İnsan, kendi varlığı üzerinde düşünme ayrıcalığına sahip bir canlıdır.
Varlığı var eden biri var mı, varlık nasıl var oldu, ben nasıl var oldum, hangi süreçlerden geçerek bu noktaya geldim, bütün bunlar ne zaman/nerede oldu, ölümden sonra ne var?
Bu soruların bir kısmının cevabı FİZİKİ ÂLEME, bir kısmı ise FİZİK ÖTESİ ÂLEME aittir.
Bu iki âleme dair söylenen sözler üç kaynaktan gelebilir: DİN, FELSEFE, BİLİM.
DİN ve FELSEFE, her iki âlem hakkında da konuşmuştur.
BİLİM ise, sadece fiziki âlem hakkında konuşabilir.
DİN, FELSEFE, BİLİM…
İNANÇ, DÜŞÜNCE, BİLGİ…
Bunların birbirine rakip veya hasım olduğu yerde VİCDAN-AKIL-İRADE aktif değil pasiftir.
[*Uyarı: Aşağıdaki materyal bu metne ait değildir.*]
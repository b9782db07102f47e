//! # API client
//!
//! [`ApiClient`] is the one entry point views use to talk to the backend. A call
//! goes through these steps:
//!
//! 1. Build an [`ApiRequest`] (JSON content type, params, body).
//! 2. Run the request hooks of the [`Pipeline`]. A rejection ends the call.
//! 3. Send it once through the [`Transport`]. No retries.
//! 4. Non-2xx status → [`ApiError::Status`]; no response → [`ApiError::Network`].
//! 5. Decode the [`ApiResponse`] envelope, run the response hooks, and match
//!    its [`Outcome`](crate::Outcome): success yields `data` decoded as `R`,
//!    anything else becomes [`ApiError::Rejected`].
//!
//! Every failure from steps 3–5 goes through the pipeline's error hooks
//! before being returned unchanged.

use serde::de::DeserializeOwned;
use serde::Serialize;
use serde_json::Value;

use crate::envelope::ApiResponse;
use crate::error::{ApiError, FailureKind};
use crate::pipeline::Pipeline;
use crate::request::{ApiRequest, Method};
use crate::transport::{ReqwestTransport, Transport};

pub struct ApiClient<T = ReqwestTransport> {
    transport: T,
    pipeline: Pipeline,
}

impl<T: Transport> ApiClient<T> {
    pub fn new(transport: T, pipeline: Pipeline) -> Self {
        Self {
            transport,
            pipeline,
        }
    }

    pub async fn get<R: DeserializeOwned>(&self, path: &str) -> Result<R, ApiError> {
        self.execute(ApiRequest::new(Method::Get, path)).await
    }

    pub async fn get_with_params<R: DeserializeOwned>(
        &self,
        path: &str,
        params: &impl Serialize,
    ) -> Result<R, ApiError> {
        let request = ApiRequest::new(Method::Get, path).with_params(params)?;
        self.execute(request).await
    }

    pub async fn post<R: DeserializeOwned>(
        &self,
        path: &str,
        body: &impl Serialize,
    ) -> Result<R, ApiError> {
        let request = ApiRequest::new(Method::Post, path).with_body(body)?;
        self.execute(request).await
    }

    pub async fn put<R: DeserializeOwned>(
        &self,
        path: &str,
        body: &impl Serialize,
    ) -> Result<R, ApiError> {
        let request = ApiRequest::new(Method::Put, path).with_body(body)?;
        self.execute(request).await
    }

    pub async fn patch<R: DeserializeOwned>(
        &self,
        path: &str,
        body: &impl Serialize,
    ) -> Result<R, ApiError> {
        let request = ApiRequest::new(Method::Patch, path).with_body(body)?;
        self.execute(request).await
    }

    pub async fn delete<R: DeserializeOwned>(&self, path: &str) -> Result<R, ApiError> {
        self.execute(ApiRequest::new(Method::Delete, path)).await
    }

    pub async fn delete_with_params<R: DeserializeOwned>(
        &self,
        path: &str,
        params: &impl Serialize,
    ) -> Result<R, ApiError> {
        let request = ApiRequest::new(Method::Delete, path).with_params(params)?;
        self.execute(request).await
    }

    /// Run a prepared request through the pipeline and the transport.
    pub async fn execute<R: DeserializeOwned>(&self, mut request: ApiRequest) -> Result<R, ApiError> {
        if let Err(e) = self.pipeline.run_request(&mut request) {
            tracing::error!(url = %request.path, error = %e, "request rejected before sending");
            return Err(e);
        }

        let raw = match self.transport.send(&request).await {
            Ok(raw) => raw,
            Err(e) => return Err(self.fail(&request, e.into())),
        };

        if !raw.is_success() {
            let error = ApiError::Status {
                kind: FailureKind::from_status(raw.status),
                status: raw.status,
                body: raw.body,
            };
            return Err(self.fail(&request, error));
        }

        let envelope: ApiResponse<Value> = match serde_json::from_str(&raw.body) {
            Ok(envelope) => envelope,
            Err(e) => return Err(self.fail(&request, ApiError::Decode(e.to_string()))),
        };
        self.pipeline.run_response(&request, &envelope);

        let data = match envelope.into_outcome().into_result() {
            Ok(data) => data,
            Err(e) => return Err(self.fail(&request, e)),
        };
        serde_json::from_value(data).map_err(|e| self.fail(&request, ApiError::Decode(e.to_string())))
    }

    fn fail(&self, request: &ApiRequest, error: ApiError) -> ApiError {
        if let Some(stopped_by) = self.pipeline.run_error(request, &error) {
            tracing::debug!(url = %request.path, stopped_by, "error handling short-circuited");
        }
        error
    }
}
//! # Key-value storage scopes
//!
//! The session layer persists two string values (`token`, `userInfo`) into one
//! of two scopes that only differ in how long they survive:
//!
//! | Scope | Browser backend | Retention |
//! |-------|-----------------|-----------|
//! | [`StorageScope::Durable`] | `localStorage` | Across browser sessions |
//! | [`StorageScope::Ephemeral`] | `sessionStorage` | Until the tab is closed |
//!
//! Implementations of [`KeyValueStorage`] live in sibling modules
//! ([`crate::memory`], [`crate::browser`]).
//!
//! All access is synchronous. Backends never surface errors to the caller: a
//! storage that is unavailable or rejects a write logs the failure and behaves
//! like an empty store.

use std::fmt;

/// Which of the two storage scopes a value lives in.
#[derive(Clone, Copy, Debug, PartialEq, Eq, Hash)]
pub enum StorageScope {
    Durable,
    Ephemeral,
}

impl StorageScope {
    /// The other scope.
    pub fn opposite(self) -> Self {
        match self {
            StorageScope::Durable => StorageScope::Ephemeral,
            StorageScope::Ephemeral => StorageScope::Durable,
        }
    }
}

impl fmt::Display for StorageScope {
    fn fmt(&self, f: &mut fmt::Formatter<'_>) -> fmt::Result {
        match self {
            StorageScope::Durable => f.write_str("durable"),
            StorageScope::Ephemeral => f.write_str("ephemeral"),
        }
    }
}

/// Synchronous string key-value storage.
pub trait KeyValueStorage {
    fn get_item(&self, key: &str) -> Option<String>;
    fn set_item(&self, key: &str, value: &str);
    fn remove_item(&self, key: &str);
}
Hayat ve din birbirinden kopmuştur.
Dünya ve ahiret arasındaki köprü yıkılmıştır.
İmanın yerini İMANCILIK,
bilimin yerini BİLİMCİLİK,
iradenin yerini KADERCİLİK,
vicdanın yerini HİÇÇİLİK,
anlam ve amacın yerini ANLAMSIZLIK VE AMAÇSIZLIK,
merhametin yerini BENCİLLİK,
ahlakın yerini ÇIKAR almıştır.
Böyle bir dünya, cehennemin ta kendisidir.